→ **WHAT YOU HAVE TO DO**: Identify and copy all lines of the material where the string "failed" is found.

→ **INPUT FOR THIS TASK**:
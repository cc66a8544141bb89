//! Configuration loading and validation
//!
//! Configuration is loaded from `~/.config/devtrail/config.toml`, or handed
//! over by the host editor as a JSON settings object (see
//! [`ExtensionConfig::from_json`]).
//!
//! This module follows the XDG Base Directory Specification:
//! - Config: `$XDG_CONFIG_HOME/devtrail/` (~/.config/devtrail/)
//! - Data: `$XDG_DATA_HOME/devtrail/` (~/.local/share/devtrail/)
//! - State/Logs: `$XDG_STATE_HOME/devtrail/` (~/.local/state/devtrail/)
//!
//! A validated [`ExtensionConfig`] is never mutated after construction.
//! Components hold an `Arc<ExtensionConfig>` and receive a fresh one through
//! their `update_config` methods whenever the host settings change.

use crate::error::{Error, Result};
use serde::{Deserialize, Serialize};
use std::path::{Path, PathBuf};

/// Upper bound for `maxCommitsToShow`
pub const MAX_COMMITS_LIMIT: usize = 100;

/// Upper bound for `aiMaxTokens`
pub const MAX_AI_TOKENS: u32 = 4000;

/// Returns a best-effort home directory path.
fn home_dir() -> PathBuf {
    std::env::var_os("HOME")
        .map(PathBuf::from)
        .or_else(dirs::home_dir)
        .unwrap_or_else(|| PathBuf::from("."))
}

/// Returns XDG_CONFIG_HOME or ~/.config
fn xdg_config_home() -> PathBuf {
    std::env::var("XDG_CONFIG_HOME")
        .map(PathBuf::from)
        .unwrap_or_else(|_| home_dir().join(".config"))
}

/// Returns XDG_DATA_HOME or ~/.local/share
fn xdg_data_home() -> PathBuf {
    std::env::var("XDG_DATA_HOME")
        .map(PathBuf::from)
        .unwrap_or_else(|_| home_dir().join(".local/share"))
}

/// Returns XDG_STATE_HOME or ~/.local/state
fn xdg_state_home() -> PathBuf {
    std::env::var("XDG_STATE_HOME")
        .map(PathBuf::from)
        .unwrap_or_else(|_| home_dir().join(".local/state"))
}

/// Main configuration struct
#[derive(Debug, Deserialize, Default)]
pub struct Config {
    /// Session tracking settings (same shape as the host settings)
    #[serde(default)]
    pub tracker: ExtensionConfig,

    /// Logging configuration
    #[serde(default)]
    pub logging: LoggingConfig,

    /// Session storage configuration
    #[serde(default)]
    pub storage: StorageConfig,
}

/// Session tracking settings
#[derive(Debug, Clone, PartialEq, Serialize, Deserialize)]
#[serde(rename_all = "camelCase", default)]
pub struct ExtensionConfig {
    /// Master switch for tracking
    pub enabled: bool,
    /// Maximum number of commits kept per query
    pub max_commits_to_show: usize,
    /// Ask the configured AI provider for summaries
    #[serde(rename = "enableAISummary")]
    pub enable_ai_summary: bool,
    /// Which AI provider produces summaries
    pub ai_provider: AiProvider,
    /// API key for the OpenAI provider
    pub openai_api_key: String,
    /// Token budget for AI summaries
    pub ai_max_tokens: u32,
    /// Sampling temperature for AI summaries
    pub ai_temperature: f32,
    /// Show the team dashboard when permissions allow
    pub enable_team_dashboard: bool,
    /// Exclusion and sharing rules
    pub privacy_settings: PrivacySettings,
}

impl Default for ExtensionConfig {
    fn default() -> Self {
        Self {
            enabled: true,
            max_commits_to_show: 10,
            enable_ai_summary: false,
            ai_provider: AiProvider::Disabled,
            openai_api_key: String::new(),
            ai_max_tokens: 500,
            ai_temperature: 0.7,
            enable_team_dashboard: false,
            privacy_settings: PrivacySettings::default(),
        }
    }
}

/// Supported summary providers
#[derive(Debug, Clone, Copy, PartialEq, Eq, Default, Serialize, Deserialize)]
#[serde(rename_all = "lowercase")]
pub enum AiProvider {
    #[serde(rename = "openai")]
    OpenAi,
    Local,
    #[default]
    Disabled,
}

/// Privacy rules applied before anything is recorded or shared
#[derive(Debug, Clone, PartialEq, Eq, Serialize, Deserialize)]
#[serde(rename_all = "camelCase", default)]
pub struct PrivacySettings {
    /// Allow opted-in users to publish session data to the team
    pub share_with_team: bool,
    /// Glob-like patterns for files that are never tracked
    pub exclude_file_patterns: Vec<String>,
    /// Case-insensitive substrings for commit messages that are never tracked
    pub exclude_commit_patterns: Vec<String>,
}

impl Default for PrivacySettings {
    fn default() -> Self {
        Self {
            share_with_team: false,
            exclude_file_patterns: vec![
                "node_modules/**".to_string(),
                ".git/**".to_string(),
                "*.log".to_string(),
                ".env*".to_string(),
            ],
            exclude_commit_patterns: vec![],
        }
    }
}

impl ExtensionConfig {
    /// Parse and validate settings handed over by the host as JSON.
    pub fn from_json(value: serde_json::Value) -> Result<Self> {
        let config: ExtensionConfig = serde_json::from_value(value)
            .map_err(|e| Error::Config(format!("failed to parse settings: {}", e)))?;
        config.validate()?;
        Ok(config)
    }

    /// Validate configuration, returning error message if invalid
    pub fn validate(&self) -> Result<()> {
        if self.max_commits_to_show == 0 || self.max_commits_to_show > MAX_COMMITS_LIMIT {
            return Err(Error::Config(format!(
                "maxCommitsToShow must be between 1 and {}",
                MAX_COMMITS_LIMIT
            )));
        }
        if self.ai_max_tokens == 0 || self.ai_max_tokens > MAX_AI_TOKENS {
            return Err(Error::Config(format!(
                "aiMaxTokens must be between 1 and {}",
                MAX_AI_TOKENS
            )));
        }
        if !self.ai_temperature.is_finite() || !(0.0..=2.0).contains(&self.ai_temperature) {
            return Err(Error::Config(
                "aiTemperature must be between 0.0 and 2.0".to_string(),
            ));
        }
        if self.enable_ai_summary
            && self.ai_provider == AiProvider::OpenAi
            && self.openai_api_key.trim().is_empty()
        {
            return Err(Error::Config(
                "openaiApiKey is required when the openai provider is enabled".to_string(),
            ));
        }

        let privacy = &self.privacy_settings;
        if privacy
            .exclude_file_patterns
            .iter()
            .chain(&privacy.exclude_commit_patterns)
            .any(|p| p.trim().is_empty())
        {
            return Err(Error::Config(
                "exclude patterns must not be empty".to_string(),
            ));
        }

        Ok(())
    }

    /// True when an AI provider should be asked for summaries
    pub fn ai_summary_active(&self) -> bool {
        self.enable_ai_summary && self.ai_provider != AiProvider::Disabled
    }
}

/// Logging configuration
#[derive(Debug, Deserialize)]
pub struct LoggingConfig {
    /// Log level (trace, debug, info, warn, error)
    #[serde(default = "default_log_level")]
    pub level: String,

    /// Maximum number of log files to keep
    #[serde(default = "default_max_log_files")]
    pub max_files: usize,
}

impl Default for LoggingConfig {
    fn default() -> Self {
        Self {
            level: default_log_level(),
            max_files: default_max_log_files(),
        }
    }
}

fn default_log_level() -> String {
    "info".to_string()
}

fn default_max_log_files() -> usize {
    5
}

/// Session storage configuration
#[derive(Debug, Deserialize, Default)]
pub struct StorageConfig {
    /// Override for the session storage root
    pub root: Option<PathBuf>,
}

impl Config {
    /// Load configuration from the default path
    pub fn load() -> Result<Self> {
        let config_path = Self::config_path();

        if !config_path.exists() {
            tracing::info!("No config file found at {:?}, using defaults", config_path);
            return Ok(Config::default());
        }

        Self::load_from(&config_path)
    }

    /// Load configuration from a specific path
    pub fn load_from(path: &Path) -> Result<Self> {
        let content = std::fs::read_to_string(path)
            .map_err(|e| Error::Config(format!("failed to read config file {:?}: {}", path, e)))?;

        let config: Config = toml::from_str(&content)
            .map_err(|e| Error::Config(format!("failed to parse config: {}", e)))?;

        config.tracker.validate()?;
        Ok(config)
    }

    /// Session storage root, honouring the `[storage]` override
    pub fn session_root(&self) -> PathBuf {
        self.storage
            .root
            .clone()
            .unwrap_or_else(|| Self::data_dir().join("sessions"))
    }

    /// Returns the default config file path
    ///
    /// `$XDG_CONFIG_HOME/devtrail/config.toml` (~/.config/devtrail/config.toml)
    pub fn config_path() -> PathBuf {
        xdg_config_home().join("devtrail").join("config.toml")
    }

    /// Returns the data directory path (for sessions and team state)
    ///
    /// `$XDG_DATA_HOME/devtrail/` (~/.local/share/devtrail/)
    pub fn data_dir() -> PathBuf {
        xdg_data_home().join("devtrail")
    }

    /// Returns the state directory path (for logs)
    ///
    /// `$XDG_STATE_HOME/devtrail/` (~/.local/state/devtrail/)
    pub fn state_dir() -> PathBuf {
        xdg_state_home().join("devtrail")
    }

    /// Returns the log file path
    ///
    /// `$XDG_STATE_HOME/devtrail/devtrail.log` (~/.local/state/devtrail/devtrail.log)
    pub fn log_path() -> PathBuf {
        Self::state_dir().join("devtrail.log")
    }
}

#[cfg(test)]
mod tests {
    use super::*;

    #[test]
    fn test_default_config() {
        let config = Config::default();
        assert!(config.tracker.enabled);
        assert_eq!(config.tracker.max_commits_to_show, 10);
        assert_eq!(config.tracker.ai_provider, AiProvider::Disabled);
        assert!(config.tracker.validate().is_ok());
        assert!(config
            .tracker
            .privacy_settings
            .exclude_file_patterns
            .contains(&"node_modules/**".to_string()));
    }

    #[test]
    fn test_parse_config() {
        let toml = r#"
[tracker]
maxCommitsToShow = 25
aiProvider = "local"
enableAISummary = true

[tracker.privacySettings]
shareWithTeam = true
excludeCommitPatterns = ["WIP:"]

[logging]
level = "debug"

[storage]
root = "/tmp/devtrail-sessions"
"#;
        let config: Config = toml::from_str(toml).unwrap();

        assert_eq!(config.tracker.max_commits_to_show, 25);
        assert_eq!(config.tracker.ai_provider, AiProvider::Local);
        assert!(config.tracker.ai_summary_active());
        assert!(config.tracker.privacy_settings.share_with_team);
        assert_eq!(
            config.tracker.privacy_settings.exclude_commit_patterns,
            vec!["WIP:".to_string()]
        );
        // Unset fields in a section keep their defaults
        assert!(config.tracker.enabled);
        assert_eq!(config.logging.level, "debug");
        assert_eq!(
            config.session_root(),
            PathBuf::from("/tmp/devtrail-sessions")
        );
    }

    #[test]
    fn test_from_json_host_settings() {
        let config = ExtensionConfig::from_json(serde_json::json!({
            "enabled": true,
            "maxCommitsToShow": 5,
            "aiProvider": "openai",
            "enableAISummary": true,
            "openaiApiKey": "sk-test",
            "privacySettings": { "excludeFilePatterns": ["dist/*"] }
        }))
        .unwrap();

        assert_eq!(config.max_commits_to_show, 5);
        assert_eq!(config.ai_provider, AiProvider::OpenAi);
        assert_eq!(
            config.privacy_settings.exclude_file_patterns,
            vec!["dist/*".to_string()]
        );
    }

    #[test]
    fn test_validation_rejects_bad_values() {
        let config = ExtensionConfig {
            max_commits_to_show: 0,
            ..Default::default()
        };
        assert!(matches!(config.validate(), Err(Error::Config(_))));

        let config = ExtensionConfig {
            ai_temperature: 3.5,
            ..Default::default()
        };
        assert!(config.validate().is_err());

        let config = ExtensionConfig {
            enable_ai_summary: true,
            ai_provider: AiProvider::OpenAi,
            ..Default::default()
        };
        assert!(config.validate().is_err());

        let mut config = ExtensionConfig::default();
        config.privacy_settings.exclude_commit_patterns = vec!["  ".to_string()];
        assert!(config.validate().is_err());
    }

    #[test]
    fn test_from_json_rejects_unknown_provider() {
        let result = ExtensionConfig::from_json(serde_json::json!({ "aiProvider": "claude" }));
        assert!(matches!(result, Err(Error::Config(_))));
    }

    #[test]
    fn test_load_from_validates() {
        let dir = tempfile::TempDir::new().unwrap();
        let path = dir.path().join("config.toml");
        std::fs::write(&path, "[tracker]\nmaxCommitsToShow = 500\n").unwrap();
        assert!(Config::load_from(&path).is_err());

        std::fs::write(&path, "[tracker]\nmaxCommitsToShow = 50\n").unwrap();
        let config = Config::load_from(&path).unwrap();
        assert_eq!(config.tracker.max_commits_to_show, 50);
    }
}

→ **RESULT FOR THIS TASK**:
            .map_err(|e| Error::Config(format!("failed to parse settings: {}", e)))?;
            .map_err(|e| Error::Config(format!("failed to read config file {:?}: {}", path, e)))?;
            .map_err(|e| Error::Config(format!("failed to parse config: {}", e)))?;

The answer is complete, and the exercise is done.